Each line of the data must be set down again without a single difference.

[INPUT DATA — start]

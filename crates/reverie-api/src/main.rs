//! Reverie API server entry point.

use std::error::Error;
use std::net::SocketAddr;

use reverie_api::config::Settings;
use reverie_api::state::AppState;
use reverie_content::{Script, build_catalog};
use reverie_stage::StageConfig;
use tower_http::cors::CorsLayer;
use tower_http::trace::TraceLayer;
use tracing_subscriber::EnvFilter;

#[tokio::main]
async fn main() -> Result<(), Box<dyn Error>> {
    // Initialize tracing subscriber.
    tracing_subscriber::fmt()
        .with_env_filter(
            EnvFilter::try_from_default_env().unwrap_or_else(|_| EnvFilter::new("info")),
        )
        .json()
        .init();

    tracing::info!("Starting Reverie API server");

    let settings = Settings::from_env()?;

    let script = match &settings.script {
        Some(path) => {
            tracing::info!(path = %path.display(), "loading script");
            Script::load(path)?
        }
        None => {
            tracing::info!("no REVERIE_SCRIPT set, using the bundled demo");
            Script::demo()?
        }
    };
    let catalog = build_catalog(&script)?;

    let config = StageConfig {
        reduced_motion: settings.reduced_motion,
        ..StageConfig::default()
    };
    let app_state = AppState::launch(catalog, config, settings.viewport);

    // TODO: Replace CorsLayer::permissive() with restricted origins once a
    // browser client is served from a fixed origin.
    let app = reverie_api::app(app_state)
        .layer(TraceLayer::new_for_http())
        .layer(CorsLayer::permissive());

    let addr: SocketAddr = format!("{}:{}", settings.host, settings.port)
        .parse()
        .map_err(|e| format!("invalid HOST:PORT combination: {e}"))?;
    tracing::info!("Listening on {}", addr);

    let listener = tokio::net::TcpListener::bind(addr).await?;

    axum::serve(listener, app).await?;

    Ok(())
}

[INPUT DATA — finish]

*TASK OUTPUT*.
filename crates/reverie-api/src/main.rs
//! Reverie API server entry point.

use std::error::Error;
use std::net::SocketAddr;

use reverie_api::config::Settings;
use reverie_api::state::AppState;
use reverie_content::{Script, build_catalog};
use reverie_stage::StageConfig;
use tower_http::cors::CorsLayer;
use tower_http::trace::TraceLayer;
use tracing_subscriber::EnvFilter;

#[tokio::main]
async fn main() -> Result<(), Box<dyn Error>> {
    // Initialize tracing subscriber.
    tracing_subscriber::fmt()
        .with_env_filter(
            EnvFilter::try_from_default_env().unwrap_or_else(|_| EnvFilter::new("info")),
        )
        .json()
        .init();

    tracing::info!("Starting Reverie API server");

    let settings = Settings::from_env()?;

    let script = match &settings.script {
        Some(path) => {
            tracing::info!(path = %path.display(), "loading script");
            Script::load(path)?
        }
        None => {
            tracing::info!("no REVERIE_SCRIPT set, using the bundled demo");
            Script::demo()?
        }
    };
    let catalog = build_catalog(&script)?;

    let config = StageConfig {
        reduced_motion: settings.reduced_motion,
        ..StageConfig::default()
    };
    let app_state = AppState::launch(catalog, config, settings.viewport);

    // TODO: Replace CorsLayer::permissive() with restricted origins once a
    // browser client is served from a fixed origin.
    let app = reverie_api::app(app_state)
        .layer(TraceLayer::new_for_http())
        .layer(CorsLayer::permissive());

    let addr: SocketAddr = format!("{}:{}", settings.host, settings.port)
        .parse()
        .map_err(|e| format!("invalid HOST:PORT combination: {e}"))?;
    tracing::info!("Listening on {}", addr);

    let listener = tokio::net::TcpListener::bind(addr).await?;

    axum::serve(listener, app).await?;

    Ok(())
}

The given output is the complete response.